I am trying to have different values for the regularize coefficient and each time I am calculating mean square error (MSE) for training set and for testing set.
Conceptually, as regularize coefficient $\lambda$ got smaller $\lambda \to 0$, MSE becomes small and close to zero. This means that the solution X is overfitting dataset.
I don't have such behavior. For example MSE for $\lambda=0.0001$ and $\lambda=0.0$ are the same and it is big ($MSE=0.05$ on the training dataset, and $MSE=0.07$ on the testing dataset).
Could anyone explain for me why I have the same MSE for different regularize coefficient $\lambda$? Could this because of the nonlinearty of dataset?
Well, first I would notice that, although I don't know the magnitude of the data in your dataset, the two $\lambda$s are very close indeed, and if you think at the closed form of expression of the Ridge estimator doesn't seem so surprising that they induce the almost identical MSE: there are possibly some decimals missing here.

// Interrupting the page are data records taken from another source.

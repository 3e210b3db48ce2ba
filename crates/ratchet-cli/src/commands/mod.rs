//! Command implementations.

pub mod claim;
pub mod evidence;
pub mod graph;
pub mod ledger;
pub mod review;

pub use self::claim::execute_claim;
pub use self::evidence::execute_evidence;
pub use self::graph::execute_graph;
pub use self::ledger::execute_ledger;
pub use self::review::execute_review;

use crate::error::{CliError, Result};
use ratchet_assurance::AssuranceEngine;
use ratchet_domain::{ActorRef, ClaimId, EvidenceId, ReviewId};

/// An opened engine plus the acting identity.
pub struct Session {
    /// Engine over the configured store
    pub engine: AssuranceEngine,
    actor: Option<ActorRef>,
}

impl Session {
    /// Create a session.
    pub fn new(engine: AssuranceEngine, actor: Option<ActorRef>) -> Self {
        Self { engine, actor }
    }

    /// The acting identity, required for mutations.
    pub fn actor(&self) -> Result<&ActorRef> {
        self.actor.as_ref().ok_or(CliError::NoActor)
    }
}

pub(crate) fn parse_claim_id(input: &str) -> Result<ClaimId> {
    ClaimId::from_string(input)
        .map_err(|e| CliError::InvalidInput(format!("Invalid claim ID '{}': {}", input, e)))
}

pub(crate) fn parse_evidence_id(input: &str) -> Result<EvidenceId> {
    EvidenceId::from_string(input)
        .map_err(|e| CliError::InvalidInput(format!("Invalid evidence ID '{}': {}", input, e)))
}

pub(crate) fn parse_review_id(input: &str) -> Result<ReviewId> {
    ReviewId::from_string(input)
        .map_err(|e| CliError::InvalidInput(format!("Invalid review ID '{}': {}", input, e)))
}

pub(crate) fn parse_json(label: &str, input: &str) -> Result<serde_json::Value> {
    serde_json::from_str(input)
        .map_err(|e| CliError::InvalidInput(format!("Invalid {} JSON: {}", label, e)))
}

Additionally, note that it is not necessarily true that the smaller $\lambda$, the smaller the test MSE. The choice of the optimal $\lambda$, indeed, relies in the Bias - Variance Trade-Off: the higher $\lambda$, the more the Bias and the smaller the Variance. It is totally possible, as such, that up to a certain point, increasing $\lambda$ induces a reduction in the Variance - via the shrinkage of the Ridge coefficients - that overtakes the increase in the Bias, hence reducing the test MSE which, keep in mind, is an increasing function in both the Variance and the Bias squared.